In the Americas, nearly 500 million people are at risk of contracting the disease, PAHO said. “All government sectors, communities, and families have to work together to fight the vector and control this disease, which knows no borders, discriminates against no one, and is everyone’s problem, not just the health sector’s,” he said. Espinal said Canada, continental Chile and Uruguay are the only countries in the region that have reported no dengue cases to date, despite the presence of Aedes aegypti mosquito in Uruguay.
He said the United States detected dengue for the first time in 2007 and, by 2013, had registered 1,292 cases, although none were severe or resulted in death. But despite the increasing incidence of dengue, PAHO said the trend in case-fatality rates has been downward. It said case fatality from dengue in the Americas fell from 0.07 percent to 0.05 percent in the last three years—a reduction attributed to better clinical management of patients since implementation of new PAHO guidelines began in 2010.

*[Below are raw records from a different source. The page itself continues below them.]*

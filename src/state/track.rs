//! Placeholder track lanes.
//!
//! Tracks carry no keyframe content; they exist so the track list and the
//! keyframe canvas have matching rows to keep vertically aligned.

use uuid::Uuid;

#[derive(Debug, Clone, PartialEq)]
pub struct Track {
    pub id: Uuid,
    pub name: String,
}

impl Track {
    pub fn new(name: impl Into<String>) -> Self {
        Self {
            id: Uuid::new_v4(),
            name: name.into(),
        }
    }

    /// The default set of placeholder lanes shown by the widget.
    pub fn default_lanes() -> Vec<Track> {
        ('A'..='J').map(|letter| Track::new(format!("Track {letter}"))).collect()
    }
}
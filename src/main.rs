//! Keyframe Timeline
//!
//! A multi-pane timeline widget: a shared horizontal time axis across a
//! ruler, keyframe canvas, track list, and playhead, with numeric
//! commit-fields for the current time and total duration.

mod app;
mod constants;
mod state;
mod timeline;

use dioxus::desktop::{Config, LogicalSize, WindowBuilder};

fn main() {
    let config = Config::new()
        .with_window(
            WindowBuilder::new()
                .with_title("Keyframe Timeline")
                .with_inner_size(LogicalSize::new(1100.0, 700.0))
                .with_resizable(true),
        )
        .with_menu(None);

    dioxus::LaunchBuilder::desktop()
        .with_cfg(config)
        .launch(app::App);
}
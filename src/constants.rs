//! Shared UI constants: colors, layout sizing, timeline value ranges, and the
//! DOM bridge scripts used for scroll synchronization and geometry reporting.

pub const BG_BASE: &str = "#0a0a0b";
pub const BG_ELEVATED: &str = "#141414";
pub const BG_SURFACE: &str = "#1a1a1a";

pub const BORDER_SUBTLE: &str = "#1f1f1f";
pub const BORDER_DEFAULT: &str = "#27272a";

pub const TEXT_PRIMARY: &str = "#fafafa";
pub const TEXT_MUTED: &str = "#71717a";

pub const ACCENT_PLAYHEAD: &str = "#ca8a04";
pub const RULER_BAR_FILL: &str = "rgba(255, 255, 255, 0.25)";
pub const SEGMENT_FILL: &str = "rgba(255, 255, 255, 0.10)";

// Committed time values: multiples of TIME_STEP inside [TIME_MIN, duration].
pub const TIME_INIT: i64 = 0;
pub const TIME_MIN: i64 = 0;
pub const TIME_STEP: i64 = 10;

// Committed duration values: multiples of TIME_STEP inside [DURATION_MIN, DURATION_MAX].
pub const DURATION_INIT: i64 = 2000;
pub const DURATION_MIN: i64 = 100;
pub const DURATION_MAX: i64 = 6000;

pub const TIMELINE_HEIGHT: f64 = 300.0;
pub const CONTROL_COLUMN_WIDTH: f64 = 300.0;
pub const HEADER_ROW_HEIGHT: f64 = 40.0;
pub const TRACK_ROW_HEIGHT: f64 = 40.0;
pub const PANE_PADDING: f64 = 16.0;

/// Distance from the timeline's left edge to the keyframe canvas content
/// origin: the control/track column plus the canvas padding.
pub const PLAYHEAD_LEFT_OFFSET: f64 = CONTROL_COLUMN_WIDTH + PANE_PADDING;
/// Widest part of the playhead indicator (the triangle handle).
pub const PLAYHEAD_HANDLE_WIDTH: f64 = 10.0;

pub const RULER_PANE_ID: &str = "timeline-ruler";
pub const KEYFRAME_PANE_ID: &str = "timeline-keyframes";
pub const TRACK_PANE_ID: &str = "timeline-tracks";

pub const CURRENT_TIME_INPUT_ID: &str = "current-time-input";
pub const DURATION_INPUT_ID: &str = "duration-input";

/// Scroll bridge for the three scrollable panes.
///
/// Push side: native scroll events are coalesced per animation frame
/// (a newer event cancels the pending frame) and reported as one
/// `{pane, left, top}` message. Pull side: `{kind: "pull"}` messages from the
/// synchronizer are applied straight onto the target element's scroll offsets.
pub const SCROLL_BRIDGE_SCRIPT: &str = r#"
const paneIds = ["timeline-ruler", "timeline-keyframes", "timeline-tracks"];
const frames = {};

function attach(id) {
    const el = document.getElementById(id);
    if (!el) {
        setTimeout(() => attach(id), 100);
        return;
    }
    el.addEventListener("scroll", () => {
        if (frames[id]) {
            cancelAnimationFrame(frames[id]);
        }
        frames[id] = requestAnimationFrame(() => {
            frames[id] = null;
            dioxus.send({ pane: id, left: el.scrollLeft, top: el.scrollTop });
        });
    }, { passive: true });
}

for (const id of paneIds) {
    attach(id);
}

while (true) {
    const msg = await dioxus.recv();
    if (!msg || msg.kind !== "pull") {
        continue;
    }
    const el = document.getElementById(msg.pane);
    if (!el) {
        continue;
    }
    if (msg.axis === "left") {
        el.scrollLeft = msg.value;
    } else if (msg.axis === "top") {
        el.scrollTop = msg.value;
    }
}
"#;

/// Reports the keyframe canvas's bounding rectangle whenever it changes, so
/// playhead visibility can be derived from real geometry.
pub const CANVAS_FRAME_SCRIPT: &str = r#"
const hostId = "timeline-keyframes";
let last = null;

function sendFrame() {
    const host = document.getElementById(hostId);
    if (!host) {
        return;
    }
    const rect = host.getBoundingClientRect();
    const next = {
        left: rect.left,
        top: rect.top,
        width: rect.width,
        height: rect.height
    };
    if (last &&
        Math.abs(last.left - next.left) < 0.5 &&
        Math.abs(last.top - next.top) < 0.5 &&
        Math.abs(last.width - next.width) < 0.5 &&
        Math.abs(last.height - next.height) < 0.5) {
        return;
    }
    last = next;
    dioxus.send(next);
}

function attach() {
    const host = document.getElementById(hostId);
    if (!host) {
        setTimeout(attach, 100);
        return;
    }
    const observer = new ResizeObserver(() => sendFrame());
    observer.observe(host);
    window.addEventListener("resize", sendFrame, { passive: true });
    sendFrame();
}

attach();
await new Promise(() => {});
"#;
//! Track list pane: placeholder lanes, vertically synchronized with the
//! keyframe canvas.

use dioxus::prelude::*;

use crate::constants::{BORDER_DEFAULT, BORDER_SUBTLE, TEXT_PRIMARY, TRACK_PANE_ID, TRACK_ROW_HEIGHT};
use crate::state::Track;

#[component]
pub(crate) fn TrackList() -> Element {
    let tracks = use_hook(Track::default_lanes);

    rsx! {
        div {
            id: "{TRACK_PANE_ID}",
            style: "
                overflow-y: auto; overflow-x: hidden;
                border-right: 1px solid {BORDER_DEFAULT};
            ",
            for track in tracks.iter() {
                div {
                    key: "{track.id}",
                    style: "
                        height: {TRACK_ROW_HEIGHT}px; box-sizing: border-box;
                        padding: 10px 8px; font-size: 12px;
                        color: {TEXT_PRIMARY};
                        border-bottom: 1px solid {BORDER_SUBTLE};
                    ",
                    "{track.name}"
                }
            }
        }
    }
}
//! Commit-field controller.
//!
//! One instance drives one numeric input. The input's text is transient
//! (`display`) and only reaches the authoritative store on an explicit commit
//! action: Enter, blur, an arrow-key step, or a native stepper click. The
//! controller is a pure state machine over [`FieldInput`] events; the hosting
//! component executes the returned [`FieldUpdate`] effects (store commit,
//! select-all, focus release) against the DOM.
//!
//! Native stepper clicks arrive as the same change event as typing, so a
//! preceding pointer-down on the field arms stepper detection; any other key
//! press disarms it. An arrow-key commit sets a one-shot lock that swallows
//! the synthetic change event the native step fires right after, preventing a
//! double commit.

use crate::constants::TIME_STEP;
use crate::state::RawValue;

/// The keys the controller reacts to.
#[derive(Debug, Clone, Copy, PartialEq, Eq)]
pub enum FieldKey {
    Enter,
    Escape,
    ArrowUp,
    ArrowDown,
    Other,
}

/// An input-side event translated from the DOM.
#[derive(Debug, Clone, PartialEq)]
pub enum FieldInput {
    Focus,
    PointerDown,
    Changed(String),
    KeyDown { key: FieldKey, shift: bool },
    Blur,
    /// The authoritative value changed externally (e.g. a duration commit
    /// cascaded onto the time value).
    External(i64),
}

/// What to commit to the store.
#[derive(Debug, Clone, PartialEq)]
pub enum CommitRequest {
    /// Commit raw input text (validated by the store).
    Text(String),
    /// Commit an already-computed value (arrow steps).
    Value(i64),
}

impl From<CommitRequest> for RawValue {
    fn from(request: CommitRequest) -> Self {
        match request {
            CommitRequest::Text(text) => RawValue::Text(text),
            CommitRequest::Value(value) => RawValue::Number(value as f64),
        }
    }
}

/// Effects the hosting component must execute after an event.
#[derive(Debug, Clone, Default, PartialEq)]
pub struct FieldUpdate {
    pub commit: Option<CommitRequest>,
    pub select_text: bool,
    pub release_focus: bool,
}

pub struct CommitField {
    display: String,
    committed: i64,
    commit_locked: bool,
    stepper_armed: bool,
}

impl CommitField {
    pub fn new(initial: i64) -> Self {
        Self {
            display: initial.to_string(),
            committed: initial,
            commit_locked: false,
            stepper_armed: false,
        }
    }

    /// The text currently shown in the input.
    pub fn display(&self) -> &str {
        &self.display
    }

    /// The last authoritative value this field knows about.
    pub fn committed(&self) -> i64 {
        self.committed
    }

    /// Resynchronize after the store committed a value (returned from a
    /// setter, or pushed by an external change).
    pub fn sync_committed(&mut self, value: i64) {
        self.committed = value;
        self.display = value.to_string();
    }

    pub fn apply(&mut self, input: FieldInput) -> FieldUpdate {
        match input {
            FieldInput::Focus => FieldUpdate {
                select_text: true,
                ..FieldUpdate::default()
            },
            FieldInput::PointerDown => {
                self.stepper_armed = true;
                FieldUpdate::default()
            }
            FieldInput::Changed(text) => self.changed(text),
            FieldInput::KeyDown { key, shift } => self.key_down(key, shift),
            FieldInput::Blur => FieldUpdate {
                commit: Some(CommitRequest::Text(self.display.clone())),
                ..FieldUpdate::default()
            },
            FieldInput::External(value) => {
                if value != self.committed {
                    self.sync_committed(value);
                }
                FieldUpdate::default()
            }
        }
    }

    fn changed(&mut self, text: String) -> FieldUpdate {
        if self.commit_locked {
            // Synthetic change fired by the native step right after an
            // arrow-key commit; that commit already happened.
            self.commit_locked = false;
            return FieldUpdate::default();
        }
        if self.stepper_armed {
            // Change right after pointer-down without typing: a native
            // stepper click. Commit immediately and keep the text selected.
            return FieldUpdate {
                commit: Some(CommitRequest::Text(text)),
                select_text: true,
                ..FieldUpdate::default()
            };
        }
        // Plain typing: pending edit only, the store stays untouched.
        self.display = text;
        FieldUpdate::default()
    }

    fn key_down(&mut self, key: FieldKey, shift: bool) -> FieldUpdate {
        match key {
            FieldKey::Enter => FieldUpdate {
                commit: Some(CommitRequest::Text(self.display.clone())),
                release_focus: true,
                ..FieldUpdate::default()
            },
            FieldKey::Escape => {
                // Discard the pending edit; the store stays untouched.
                self.display = self.committed.to_string();
                FieldUpdate {
                    release_focus: true,
                    ..FieldUpdate::default()
                }
            }
            FieldKey::ArrowUp | FieldKey::ArrowDown => {
                let step = if shift { TIME_STEP * 10 } else { TIME_STEP };
                let direction = if key == FieldKey::ArrowUp { 1 } else { -1 };
                self.commit_locked = true;
                FieldUpdate {
                    commit: Some(CommitRequest::Value(self.committed + step * direction)),
                    select_text: true,
                    ..FieldUpdate::default()
                }
            }
            FieldKey::Other => {
                self.stepper_armed = false;
                FieldUpdate::default()
            }
        }
    }
}
//! Ruler pane: a horizontally-scrollable bar spanning the full duration.
//!
//! Clicking seeks (1 px = 1 time unit, quantized by the store); holding the
//! button keeps seeking while the pointer moves. Scroll offsets stay in step
//! with the keyframe canvas through the shared horizontal axis.

use dioxus::prelude::*;

use crate::constants::{
    BG_ELEVATED, BORDER_DEFAULT, PANE_PADDING, RULER_BAR_FILL, RULER_PANE_ID,
};

use super::TimelineContext;

#[component]
pub(crate) fn Ruler(seeking: Signal<bool>) -> Element {
    let ctx = use_context::<TimelineContext>();
    let duration = ctx.duration;
    let width = duration();

    let clock_down = ctx.clock.clone();
    let clock_move = ctx.clock.clone();
    let mut seeking = seeking;

    rsx! {
        div {
            id: "{RULER_PANE_ID}",
            style: "
                padding: 8px {PANE_PADDING}px; min-width: 0;
                overflow-x: auto; overflow-y: hidden;
                background-color: {BG_ELEVATED};
                border-bottom: 1px solid {BORDER_DEFAULT};
            ",
            div {
                style: "
                    height: 24px; width: {width}px;
                    border-radius: 6px;
                    background-color: {RULER_BAR_FILL};
                    cursor: pointer;
                ",
                onmousedown: move |e| {
                    e.prevent_default();
                    seeking.set(true);
                    clock_down.set_time(e.element_coordinates().x);
                },
                onmousemove: move |e| {
                    if seeking() {
                        clock_move.set_time(e.element_coordinates().x);
                    }
                },
            }
        }
    }
}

PAHO estimates that improvements in care prevented about 1,500 deaths last year, equivalent to over 25 percent of all deaths from the virus over the previous decade. “Recognising the lack of a vaccine or specific drugs for this health problem, countries have made major efforts to prevent deaths from dengue through timely treatment, following the new WHO recommendations,” said Luis Gerardo Castellanos, head of the PAHO’s Neglected, Tropical and Vector-borne Diseases Unit.
“Aedes aegypti is an urban mosquito that lives in our homes, which means we have to eliminate its breeding sites to prevent it from reproducing,” said José Luis San Martín, PAHO regional advisor on dengue. In addition to dengue, PAHO said Aedes aegypti also transmits the chikungunya and yellow fever viruses.